La joven no respondió y Xeral tampoco dijo nada más mientras se internaban en la profundidad de los bosques.
Hubo una época en la cual los Bosques Sombríos habían sido nombrados como la Arboleda mágica. En aquellos tiempos los habitantes de aquella tierra dorada y prospera eran magos del bien: magos de oro.
Los magos de oro eran hombres y mujeres que estudiaban la naturaleza y su magia para proporcionar a la tierra felicidad y buenas cosechas. Aquellas buenas gentes inventaron hechizos para hacer crecer las plantas, fertilizar las cosechas, crear hongos que no fueran venenosos y para crear esferas de calor o de frío según la estación del año.
Pero llegó un momento en que aquello ya no era suficiente.
Y¿ cuando arribo ese momento?
Cuando lo supieron todo del lado bueno de la magia.
¿Qué podían hacer ahora aquella nueva generación que nada podía inventar o descubrir? Una vez llena la taza es muy difícil vaciarla. Es imposible. El lado bueno de la magia ya no aportaba nada a aquellos magos de oro y eso les llenó el corazón de nefastos sentimientos haciéndoles desdichados -cuando a sus antepasados aquellos saberes les había proporcionado tanta felicidad - hasta que, un buen día, descubrieron otro tipo de magia, una completamente nueva y sin explorar: la magia negra.
Entusiasmados y fascinados por el nuevo camino que se le podía dar a sus poderes, los magos de oro comenzaron a olvidar sus buenos hechizos que solo servían para beneficiar a la madre naturaleza y empezaron a crear magias que les beneficiaran a ellos mismos. Poco a poco, la Arboleda mágica dejó de ser dorada y fértil. Sus árboles se retorcían a la vez que sus hojas se tornaban de un verde muy oscuro y los cultivos iban muriendo o marchitándose. Poco a poco, los animales fueron huyendo o transformándose en otros completamente distintos a la vez que ellos dejaban la magia pura y se ofuscaban con la negra.
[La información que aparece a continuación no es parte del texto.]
//! Weak-plan backbone: a size lower bound and optional controller constraints

use super::answer::{Answer, SolverOutput};
use super::solver::{AspSolver, Invocation};
use super::terms::POLICY;
use crate::error::{FondError, FondResult};
use serde::{Deserialize, Serialize};
use std::path::Path;
use std::time::Duration;
use tracing::{debug, info};

/// How the backbone is imposed on the controller search
#[derive(Debug, Clone, Copy, PartialEq, Eq, Default, Serialize, Deserialize)]
#[serde(rename_all = "lowercase")]
pub enum BackboneStyle {
    /// Pin the plan as the controller states `0..k` followed by the goal state
    #[default]
    Strict,
    /// Only require every plan action to appear in some policy
    Loose,
}

/// One step of a weak plan: an operator and the outcome it was assumed to have
#[derive(Debug, Clone, PartialEq, Eq)]
pub struct BackboneStep {
    pub step: usize,
    pub action: String,
    pub effect: String,
}

/// A weak plan found by the classical solver program
#[derive(Debug, Clone, PartialEq, Eq, Default)]
pub struct Backbone {
    steps: Vec<BackboneStep>,
}

impl Backbone {
    /// Create a backbone from steps in plan order
    pub fn new(steps: Vec<BackboneStep>) -> Self {
        Self { steps }
    }

    /// Read the plan from `policy(step, "action", "effect")` atoms.
    ///
    /// Atoms with a negative step are placeholders and are ignored.
    pub fn from_answer(answer: &Answer) -> FondResult<Self> {
        let mut steps = Vec::new();
        for atom in answer.atoms_of(POLICY, 3) {
            let Some(step) = atom.int(0) else {
                return Err(FondError::parse(0, format!("malformed backbone atom `{}`", atom)));
            };
            let Ok(step) = usize::try_from(step) else {
                continue;
            };
            let (Some(action), Some(effect)) = (atom.text(1), atom.text(2)) else {
                return Err(FondError::parse(0, format!("malformed backbone atom `{}`", atom)));
            };
            steps.push(BackboneStep {
                step,
                action: action.to_string(),
                effect: effect.to_string(),
            });
        }
        steps.sort_by_key(|s| s.step);
        Ok(Self { steps })
    }

    pub fn steps(&self) -> &[BackboneStep] {
        &self.steps
    }

    pub fn len(&self) -> usize {
        self.steps.len()
    }

    pub fn is_empty(&self) -> bool {
        self.steps.is_empty()
    }

    /// Constraint program text in the requested style
    pub fn constraints(&self, style: BackboneStyle) -> String {
        match style {
            BackboneStyle::Strict => self.strict_constraints(),
            BackboneStyle::Loose => self.loose_constraints(),
        }
    }

    fn strict_constraints(&self) -> String {
        let mut lines = Vec::new();
        let last = self.steps.len();
        for (state, step) in self.steps.iter().enumerate() {
            lines.push(format!("policy({}, \"{}\").", state, step.action));
            if state + 1 == last {
                lines.push(format!("transition({}, \"{}\", X) :- goalState(X).", state, step.effect));
            } else {
                lines.push(format!("transition({}, \"{}\", {}).", state, step.effect, state + 1));
            }
        }
        if last > 0 {
            lines.push(format!("backboneState(0..{}).", last - 1));
        }
        lines.push("backboneState(X) :- goalState(X).".to_string());
        lines.join("\n") + "\n"
    }

    fn loose_constraints(&self) -> String {
        self.steps
            .iter()
            .map(|step| {
                format!(
                    ":- {{policy(State, Action): state(State), Action = \"{}\"}} 0.\n",
                    step.action
                )
            })
            .collect()
    }
}

/// Result of the weak-plan search
#[derive(Debug, Clone, PartialEq, Eq)]
pub enum BackboneEstimate {
    Found(Backbone),
    /// Not even a weak plan exists, so no controller does
    Unsolvable,
    TimedOut,
}

/// Run the weak-plan search once and write its raw output to `output_file`
pub fn estimate_backbone(
    solver: &mut dyn AspSolver,
    invocation: &Invocation,
    output_file: &Path,
    budget: Option<Duration>,
) -> FondResult<BackboneEstimate> {
    let run = solver.run(invocation, budget)?;
    std::fs::write(output_file, run.stdout())?;
    if run.is_timed_out() {
        info!("Weak plan search timed out");
        return Ok(BackboneEstimate::TimedOut);
    }

    let output = SolverOutput::parse(run.stdout())?;
    let backbone = match output.last_answer() {
        Some(answer) if output.is_satisfiable() => Backbone::from_answer(answer)?,
        _ => Backbone::default(),
    };

    if backbone.is_empty() {
        info!("No weak plan exists; the problem has no solution");
        return Ok(BackboneEstimate::Unsolvable);
    }
    debug!(size = backbone.len(), "backbone found");
    Ok(BackboneEstimate::Found(backbone))
}

#[cfg(test)]
mod tests {
    use super::*;
    use crate::asp::solver::SolverRun;

    fn backbone() -> Backbone {
        let answer = SolverOutput::parse(
            "Answer: 1\npolicy(1,\"fix()\",\"e1\") policy(-1,-1,-1) policy(0,\"move(l1,l2)\",\"e2\")\nSATISFIABLE\n",
        )
        .unwrap();
        Backbone::from_answer(answer.last_answer().unwrap()).unwrap()
    }

    struct Canned(&'static str);

    impl AspSolver for Canned {
        fn run(&mut self, _: &Invocation, _: Option<Duration>) -> FondResult<SolverRun> {
            Ok(SolverRun::Finished {
                stdout: self.0.to_string(),
            })
        }
    }

    #[test]
    fn test_backbone_from_answer() {
        let backbone = backbone();
        assert_eq!(backbone.len(), 2);
        assert_eq!(backbone.steps()[0].action, "move(l1,l2)");
        assert_eq!(backbone.steps()[0].effect, "e2");
        assert_eq!(backbone.steps()[1].action, "fix()");
    }

    #[test]
    fn test_strict_constraints() {
        let text = backbone().constraints(BackboneStyle::Strict);
        assert_eq!(
            text,
            "policy(0, \"move(l1,l2)\").\n\
             transition(0, \"e2\", 1).\n\
             policy(1, \"fix()\").\n\
             transition(1, \"e1\", X) :- goalState(X).\n\
             backboneState(0..1).\n\
             backboneState(X) :- goalState(X).\n"
        );
    }

    #[test]
    fn test_loose_constraints() {
        let text = backbone().constraints(BackboneStyle::Loose);
        assert_eq!(text.lines().count(), 2);
        assert!(text.starts_with(":- {policy(State, Action): state(State), Action = \"move(l1,l2)\"} 0."));
    }

    #[test]
    fn test_estimate_found_and_unsolvable() {
        let dir = tempfile::tempdir().unwrap();
        let out = dir.path().join("weak_plan.out");
        let invocation = Invocation::new(dir.path());

        let mut sat = Canned("Answer: 1\npolicy(0,\"fix()\",\"e1\")\nSATISFIABLE\n");
        match estimate_backbone(&mut sat, &invocation, &out, None).unwrap() {
            BackboneEstimate::Found(b) => assert_eq!(b.len(), 1),
            other => panic!("unexpected {:?}", other),
        }
        assert!(std::fs::read_to_string(&out).unwrap().contains("SATISFIABLE"));

        let mut unsat = Canned("Solving...\nUNSATISFIABLE\n");
        assert_eq!(
            estimate_backbone(&mut unsat, &invocation, &out, None).unwrap(),
            BackboneEstimate::Unsolvable
        );
    }
}
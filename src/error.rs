//! Error types shared by the parser, the solver driver and the verifier

use std::time::Duration;
use thiserror::Error;

/// Errors that abort the current problem instance.
///
/// Timeouts and unsatisfiable backbones are not errors; they are reported as
/// [`crate::controller::SolveOutcome`] variants.
#[derive(Debug, Error)]
pub enum FondError {
    /// Malformed model input or solver answer text
    #[error("parse error at line {line}: {message}")]
    Parse { line: usize, message: String },

    /// The external solver exited abnormally or reported an error
    #[error("solver process `{command}` failed ({status}): {stderr}")]
    SolverProcess {
        command: String,
        status: String,
        stderr: String,
    },

    /// A soundness check failed while simulating a controller
    #[error("verification failed: {0}")]
    Verification(String),

    /// Invalid or inconsistent configuration
    #[error("configuration error: {0}")]
    Config(String),

    /// IO error
    #[error("IO error: {0}")]
    Io(#[from] std::io::Error),
}

impl FondError {
    /// Build a parse error for a 1-based line number
    pub fn parse(line: usize, message: impl Into<String>) -> Self {
        FondError::Parse {
            line,
            message: message.into(),
        }
    }

    /// Build a verification error
    pub fn verification(message: impl Into<String>) -> Self {
        FondError::Verification(message.into())
    }
}

/// Convenience alias for library results
pub type FondResult<T> = Result<T, FondError>;

/// Human readable rendering of a time budget
pub fn describe_budget(budget: Option<Duration>) -> String {
    match budget {
        Some(d) => format!("{:.1}s", d.as_secs_f64()),
        None => "unlimited".to_string(),
    }
}

#[cfg(test)]
mod tests {
    use super::*;

    #[test]
    fn test_parse_error_display() {
        let err = FondError::parse(12, "expected integer, found `x`");
        assert_eq!(
            err.to_string(),
            "parse error at line 12: expected integer, found `x`"
        );
    }

    #[test]
    fn test_describe_budget() {
        assert_eq!(describe_budget(None), "unlimited");
        assert_eq!(describe_budget(Some(Duration::from_millis(1500))), "1.5s");
    }
}
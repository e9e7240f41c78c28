//! Console helpers

pub mod display;

pub use display::{Color, ColorOutput, ReportFormatter};
use serde::Serialize;

mod build_info {
    include!(concat!(env!("OUT_DIR"), "/built.rs"));
}

#[derive(Serialize)]
pub struct ApplicationMetadata {
    pub firmware_version: &'static str,
    pub rust_version: &'static str,
    pub profile: &'static str,
    pub git_dirty: bool,
    pub features: &'static str,
    /// The panic message persisted by the previous boot.
    pub panic_info: &'static str,
}

impl ApplicationMetadata {
    /// Construct the global metadata.
    ///
    /// # Note
    /// This may only be called once.
    pub fn new() -> Option<&'static ApplicationMetadata> {
        cortex_m::singleton!(: ApplicationMetadata = ApplicationMetadata {
            firmware_version: build_info::GIT_VERSION.unwrap_or(build_info::PKG_VERSION),
            rust_version: build_info::RUSTC_VERSION,
            profile: build_info::PROFILE,
            git_dirty: build_info::GIT_DIRTY.unwrap_or(false),
            features: build_info::FEATURES_STR,
            panic_info: panic_persist::get_panic_message_utf8().unwrap_or("None"),
        })
        .map(|metadata| &*metadata)
    }
}
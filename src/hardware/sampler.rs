//! Round-robin ADC sampler
//!
//! # Design
//! ADC1 converts one slot of a two-channel regular sequence on every TIM2 update. DMA1 stream 0
//! moves each conversion into the capture buffer without CPU involvement and counts the slots.
//! An acquisition arms the ADC, starts the sampling timer and polls for the end of the transfer
//! against a deadline on the SysTick monotonic.
//!
//! The sampling timer is paused between acquisitions. Since the sequence and the DMA transfer
//! are restarted for every acquisition, the first slot of a capture is always the reference
//! channel.
use core::mem;

use fugit::MillisDurationU32;
use rtic_monotonics::Monotonic;

use lockin_dsp::{Acquire, CaptureBuffer};

use super::{
    hal,
    timers::{SamplingTimer, TriggerGenerator},
    InputPin, ReferencePin, Systick,
};
use crate::round_robin::{self, RoundRobin};

use hal::{
    adc::{Adc, Enabled},
    dma::{
        dma::{DmaConfig, Stream0},
        PeripheralToMemory, Transfer,
    },
    stm32::{ADC1, DMA1},
};

// End of conversion, end of sequence and overrun flags.
const ISR_CLEAR: u32 = 1 << 2 | 1 << 3 | 1 << 4;

#[derive(Debug, Copy, Clone, PartialEq, Eq, thiserror::Error)]
pub enum SamplerError {
    #[error("Acquisition timed out")]
    Timeout,
    #[error("DMA stream is not available")]
    Unavailable,
}

/// The round-robin sampler, exclusively owning the ADC, its DMA stream and the capture buffer.
pub struct Sampler {
    hardware: Option<(Stream0<DMA1>, Adc<ADC1, Enabled>)>,
    buffer: &'static mut [u16],
    timer: SamplingTimer,
    sequence: RoundRobin,
    timeout: MillisDurationU32,
    _pins: (ReferencePin, InputPin),
}

impl Sampler {
    /// Construct the sampler.
    ///
    /// # Args
    /// * `adc` - The calibrated and enabled ADC.
    /// * `stream` - The DMA stream moving conversions into the capture.
    /// * `timer` - The sampling timer with its period configured.
    /// * `buffer` - The capture buffer.
    /// * `sequence` - The channel sequence used by [Acquire].
    /// * `timeout` - The longest time an acquisition may take.
    /// * `pins` - The reference and input pins in analog mode.
    pub fn new(
        adc: Adc<ADC1, Enabled>,
        stream: Stream0<DMA1>,
        mut timer: SamplingTimer,
        buffer: CaptureBuffer<'static>,
        sequence: RoundRobin,
        timeout: MillisDurationU32,
        pins: (ReferencePin, InputPin),
    ) -> Self {
        timer.generate_trigger(TriggerGenerator::Update);

        let regs = unsafe { &*ADC1::ptr() };
        // Note(unsafe): The sampler owns ADC1. Only the trigger and DMA fields of CFGR change.
        regs.cfgr
            .modify(|r, w| unsafe { w.bits(round_robin::cfgr(r.bits())) });

        Self {
            hardware: Some((stream, adc)),
            buffer: buffer.into_inner(),
            timer,
            sequence,
            timeout,
            _pins: pins,
        }
    }

    /// Program the regular sequence.
    fn select(&mut self, channels: &RoundRobin) {
        let regs = unsafe { &*ADC1::ptr() };
        let (smpr1, smpr2) = channels.smpr();
        // Note(unsafe): All words are built from valid channel numbers and sample times.
        unsafe {
            regs.pcsel.write(|w| w.bits(channels.mask()));
            regs.smpr1.write(|w| w.bits(smpr1));
            regs.smpr2.write(|w| w.bits(smpr2));
            regs.sqr1.write(|w| w.bits(channels.sqr1()));
        }
    }

    /// Halt conversions and leave the ADC idle for the next acquisition.
    fn halt(&mut self) {
        self.timer.pause();

        let regs = unsafe { &*ADC1::ptr() };
        if regs.cr.read().adstart().bit_is_set() {
            regs.cr.modify(|_, w| w.adstp().set_bit());
            while regs.cr.read().adstart().bit_is_set() {}
        }

        // Drain a conversion that completed after the last transfer.
        let _ = regs.dr.read().bits();
        // Note(unsafe): The flags are cleared by writing ones.
        regs.isr.write(|w| unsafe { w.bits(ISR_CLEAR) });
    }

    /// Acquire one capture.
    ///
    /// # Note
    /// The returned capture is valid until the next acquisition.
    ///
    /// # Args
    /// * `channels` - The channel sequence. The first slot converts its reference channel.
    ///
    /// # Returns
    /// The filled capture, or [SamplerError::Timeout] if the transfer did not complete in time.
    pub fn arm_and_wait(
        &mut self,
        channels: &RoundRobin,
    ) -> Result<&[u16], SamplerError> {
        let (stream, adc) =
            self.hardware.take().ok_or(SamplerError::Unavailable)?;
        self.select(channels);

        let buffer = mem::take(&mut self.buffer);
        let mut transfer: Transfer<_, _, PeripheralToMemory, _, _> =
            Transfer::init(
                stream,
                adc,
                buffer,
                None,
                DmaConfig::default().memory_increment(true),
            );

        transfer.start(|_adc| {
            let regs = unsafe { &*ADC1::ptr() };
            regs.cr.modify(|_, w| w.adstart().set_bit());
        });
        self.timer.restart();

        let deadline = Systick::now() + self.timeout;
        let mut complete = transfer.get_transfer_complete_flag();
        while !complete && Systick::now() < deadline {
            complete = transfer.get_transfer_complete_flag();
        }

        self.halt();
        let (stream, adc, buffer, _) = transfer.free();
        self.hardware.replace((stream, adc));
        self.buffer = buffer;

        if complete {
            Ok(&self.buffer[..])
        } else {
            log::warn!("Sampler timeout after {} ms", self.timeout.ticks());
            Err(SamplerError::Timeout)
        }
    }
}

impl Acquire for Sampler {
    type Error = SamplerError;

    fn acquire(&mut self) -> Result<&[u16], SamplerError> {
        let sequence = self.sequence;
        self.arm_and_wait(&sequence)
    }
}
Así nacieron los nigromantes y sus oscuros estudios, unos que solo tenían un objetivo: hacerles sabedores de todo el conocimiento posible de las cosas para su propio beneficio.
Así estuvieron años y años, estudiando magia y pócimas, anotándolo todo en sus gruesos libros hasta que, un buen día, llegaron unos intrusos que los habían estado espiando a hurtadillas mientras ellos - ocupados en sus obsesiones - habían hecho un gran descubrimiento: el de cómo capturar a los dioses de la creación. Fue ahí, en ese momento de jubilo desmedido, cuando los Hijos del Dragón les exterminaron temerosos de todo lo que habían descubierto de aquellos hombres y mujeres encapuchados de ropajes negros raídos de piel blanca como la leche y arrugada como las pasas.
Y ahora, dos siglos después, habían ocupado aquellos conquistadores aquella antigua tierra maldita y también los conocimientos tan desmedidos y atesorados que deberían haber permanecido siempre ocultos. ¿Pero cómo iban a saberlo? Eran magos no videntes y por ello, los fallecidos nigromantes iban a ser los causantes de una nueva guerra. Una que tal vez no ganarían los Hijos del Dragón.